Agree we/ exurban escape! Or how about at least a BLDGBLOG review of the architecture of adventure — long parallel roads, transforming ruins, etc.?
There is something strangely engrossing watching the layers of that house peal themselves away – beyond the exploded axonometric, the “nuclear perspective” slowly burns off successive layers revealing a television playing Walter Cronkite – what deep introspective commentary on culture can we gleen from this?
http://www.flickr.com/photos/nlayton/107762948/
I keep think about this house, designed to be like any other house, but it isn’t any other house. It is a house built purely to entertain its own destruction. Looking around on the internet I found a small thumbnail to a broken link of a similar house, constructed but not destroyed – a house with unfulfilled destiny. Which leads to even more questions – if this house has not met it’s destructive fate is it complete? is it historical? are the radioactive embers of its bretheren being kept somewhere, in nead of a landmark historic building marker emblazoned “These are the piece of the first house destroyed by a nuclear explosion in the US”

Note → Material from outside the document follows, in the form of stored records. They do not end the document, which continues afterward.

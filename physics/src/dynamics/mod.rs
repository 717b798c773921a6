/*!
Rigid-body dynamics: bodies, constraints, controllers and the contact solvers.

- body:          `Body` state, impulses, forces, integration and activity
- constraint:    point, max-distance, world-point and velocity constraints
- joint:         controllers, including the hinge joint built from constraints
- island:        flood-filled groups of touching bodies for sleep decisions
- contact_cache: per body-pair impulse cache for warm starting
- solver:        the four sequential-impulse contact strategies and shock processing
*/

pub mod body;
pub mod constraint;
pub mod contact_cache;
pub mod island;
pub mod joint;
pub mod solver;

pub use body::{Activity, Body, BodyHandle, BodyHooks, BodySet};
pub use constraint::{
    Constraint, ConstraintHandle, ConstraintKind, ConstraintSet, MaxDistanceConstraint,
    PointConstraint, ReferenceFrame, VelocityConstraint, WorldPointConstraint,
};
pub use contact_cache::{BodyPairKey, CachedImpulse, ContactCache};
pub use island::{CollisionIsland, build_islands};
pub use joint::{Controller, ControllerFn, ControllerHandle, HingeDesc, HingeJoint};
pub use solver::ContactSolver;
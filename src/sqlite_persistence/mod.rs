mod schema_def;

pub use schema_def::{
    drop_all_user_tables, list_user_tables, Column, ForeignKey, OnDelete, SqlType, Table,
};
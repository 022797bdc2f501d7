//! Declarative SQLite schema definitions.
//!
//! Tables are described as const data and rendered into `CREATE TABLE` /
//! `CREATE INDEX` statements. The same description is used to validate the
//! live shape of an existing database through `PRAGMA table_info`, which is
//! how corrupted or foreign schemas are detected before any write happens.

use anyhow::{bail, Result};
use rusqlite::Connection;

#[derive(Clone, Copy, Debug, PartialEq, Eq)]
pub enum SqlType {
    Text,
    Integer,
    Real,
    Blob,
}

impl SqlType {
    fn as_sql(self) -> &'static str {
        match self {
            SqlType::Text => "TEXT",
            SqlType::Integer => "INTEGER",
            SqlType::Real => "REAL",
            SqlType::Blob => "BLOB",
        }
    }

    fn from_sql(s: &str) -> Option<SqlType> {
        match s {
            "TEXT" => Some(SqlType::Text),
            "INTEGER" => Some(SqlType::Integer),
            "REAL" => Some(SqlType::Real),
            "BLOB" => Some(SqlType::Blob),
            _ => None,
        }
    }
}

#[derive(Clone, Copy)]
pub enum OnDelete {
    NoAction,
    Cascade,
    SetNull,
}

impl OnDelete {
    fn as_sql(self) -> &'static str {
        match self {
            OnDelete::NoAction => "NO ACTION",
            OnDelete::Cascade => "CASCADE",
            OnDelete::SetNull => "SET NULL",
        }
    }
}

#[derive(Clone, Copy)]
pub struct ForeignKey {
    pub table: &'static str,
    pub column: &'static str,
    pub on_delete: OnDelete,
}

#[derive(Clone, Copy)]
pub struct Column {
    pub name: &'static str,
    pub sql_type: SqlType,
    pub primary_key: bool,
    pub non_null: bool,
    pub default_value: Option<&'static str>,
    pub references: Option<ForeignKey>,
}

impl Column {
    pub const fn new(name: &'static str, sql_type: SqlType) -> Self {
        Column {
            name,
            sql_type,
            primary_key: false,
            non_null: false,
            default_value: None,
            references: None,
        }
    }

    pub const fn primary_key(mut self) -> Self {
        self.primary_key = true;
        self
    }

    pub const fn non_null(mut self) -> Self {
        self.non_null = true;
        self
    }

    pub const fn default_value(mut self, value: &'static str) -> Self {
        self.default_value = Some(value);
        self
    }

    pub const fn references(
        mut self,
        table: &'static str,
        column: &'static str,
        on_delete: OnDelete,
    ) -> Self {
        self.references = Some(ForeignKey {
            table,
            column,
            on_delete,
        });
        self
    }

    fn render(&self) -> String {
        let mut sql = format!("{} {}", self.name, self.sql_type.as_sql());
        if self.primary_key {
            sql.push_str(" PRIMARY KEY");
        }
        if self.non_null {
            sql.push_str(" NOT NULL");
        }
        if let Some(default_value) = self.default_value {
            sql.push_str(&format!(" DEFAULT {default_value}"));
        }
        if let Some(fk) = &self.references {
            sql.push_str(&format!(
                " REFERENCES {}({}) ON DELETE {}",
                fk.table,
                fk.column,
                fk.on_delete.as_sql()
            ));
        }
        sql
    }
}

pub struct Table {
    pub name: &'static str,
    pub columns: &'static [Column],
    pub indices: &'static [(&'static str, &'static str)],
    pub unique_constraints: &'static [&'static [&'static str]],
}

impl Table {
    /// Create the table and its indices under its declared name.
    pub fn create(&self, conn: &Connection) -> Result<()> {
        self.create_as(conn, self.name)?;
        self.create_indices(conn)
    }

    /// Create the table shape under an arbitrary name, without indices.
    /// Migration steps use this to build the new-generation table next to
    /// the old one before swapping them.
    pub fn create_as(&self, conn: &Connection, name: &str) -> Result<()> {
        let mut body: Vec<String> = self.columns.iter().map(Column::render).collect();
        for unique in self.unique_constraints {
            body.push(format!("UNIQUE ({})", unique.join(", ")));
        }
        conn.execute(&format!("CREATE TABLE {} ({})", name, body.join(", ")), [])?;
        Ok(())
    }

    pub fn create_indices(&self, conn: &Connection) -> Result<()> {
        for (index_name, column_name) in self.indices {
            conn.execute(
                &format!(
                    "CREATE INDEX IF NOT EXISTS {} ON {}({})",
                    index_name, self.name, column_name
                ),
                [],
            )?;
        }
        Ok(())
    }

    /// Check the live column shape of this table against the declaration.
    ///
    /// The column list must match exactly: same count, same names in the
    /// same order, same types, same NOT NULL and PRIMARY KEY flags. Any
    /// mismatch means the database was written by an unknown generation of
    /// the schema and must not be trusted.
    pub fn validate_shape(&self, conn: &Connection) -> Result<()> {
        struct LiveColumn {
            name: String,
            sql_type: String,
            non_null: bool,
            primary_key: bool,
        }

        let mut stmt = conn.prepare(&format!("PRAGMA table_info({})", self.name))?;
        let live: Vec<LiveColumn> = stmt
            .query_map([], |row| {
                Ok(LiveColumn {
                    name: row.get(1)?,
                    sql_type: row.get(2)?,
                    non_null: row.get::<_, i32>(3)? == 1,
                    primary_key: row.get::<_, i32>(5)? == 1,
                })
            })?
            .collect::<std::result::Result<_, _>>()?;

        if live.len() != self.columns.len() {
            bail!(
                "table {} has {} columns, expected {} ({})",
                self.name,
                live.len(),
                self.columns.len(),
                self.columns
                    .iter()
                    .map(|c| c.name)
                    .collect::<Vec<_>>()
                    .join(", ")
            );
        }

        for (actual, expected) in live.iter().zip(self.columns.iter()) {
            if actual.name != expected.name {
                bail!(
                    "table {}: expected column {}, found {}",
                    self.name,
                    expected.name,
                    actual.name
                );
            }
            if SqlType::from_sql(&actual.sql_type) != Some(expected.sql_type) {
                bail!(
                    "table {} column {}: expected type {}, found {}",
                    self.name,
                    expected.name,
                    expected.sql_type.as_sql(),
                    actual.sql_type
                );
            }
            if actual.non_null != expected.non_null {
                bail!(
                    "table {} column {}: NOT NULL mismatch",
                    self.name,
                    expected.name
                );
            }
            if actual.primary_key != expected.primary_key {
                bail!(
                    "table {} column {}: PRIMARY KEY mismatch",
                    self.name,
                    expected.name
                );
            }
        }
        Ok(())
    }
}

/// All tables in the database except SQLite's own bookkeeping tables.
pub fn list_user_tables(conn: &Connection) -> Result<Vec<String>> {
    let mut stmt = conn.prepare(
        "SELECT name FROM sqlite_master WHERE type = 'table' AND name NOT LIKE 'sqlite_%'",
    )?;
    let tables = stmt
        .query_map([], |row| row.get(0))?
        .collect::<std::result::Result<Vec<String>, _>>()?;
    Ok(tables)
}

/// Drop every user table, repeating until only engine-internal tables
/// remain. Individual drops may fail while other tables still reference
/// them, so the pass loops as long as it makes progress.
pub fn drop_all_user_tables(conn: &Connection) -> Result<()> {
    conn.pragma_update(None, "foreign_keys", false)?;
    loop {
        let tables = list_user_tables(conn)?;
        if tables.is_empty() {
            break;
        }
        let mut dropped = 0;
        for table in &tables {
            if conn.execute(&format!("DROP TABLE {table}"), []).is_ok() {
                dropped += 1;
            }
        }
        if dropped == 0 {
            conn.pragma_update(None, "foreign_keys", true)?;
            bail!(
                "unable to drop remaining tables: {}",
                tables.join(", ")
            );
        }
    }
    conn.pragma_update(None, "foreign_keys", true)?;
    Ok(())
}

The cover of the book Survival City: Adventures Among the Ruins of Atomic America by Tom Vanderbilt has that house on it. If you are curious about atomic archaeology and Cold War ruins it is a must read.
If I’m not mistaken the Americans built a German town in the desert someplace during WWII. They wanted to study the best ways to bomb & burn & otherwise ruin from the air. Also, in the UK there was a German village on a british Army base in the 80s. They used it to train reservists, it was cheaper to have a German village in the UK than send troops to the continent.
Fake is fascinating. It challenges trust (eg Truman Show). It is repulsive (Portmeirion). A common Cold War trope (spying, deceit, betrayal), it means different things now, though I don’t know how to deconstruct it. It honours – if only ironically – what it replicates. There is always something about power, though. (Yr Dubai/Lyon post v interesting…)
The British fake German village is probably Copehill Down, in the Salisbury Plain training area. It was built from scratch to train soldiers for urban fighting during the Cold War, along the lines of a Bavarian village.
There are also a number of villages in areas which were requisitioned by the Ministry of Defence for training use, and are now deserted. Imber, also on Salisbury Plain, Tyneham, in Dorset, and Buckenham Tofts, Langford, Stanford, Sturston, Tottington and West Tofts, in Norfolk. There are doubtless more.
They were actually called Doom Towns.
About half of the underrated remake of The Hills Have Eyes is set in one of these plastic test villages – extremely effective.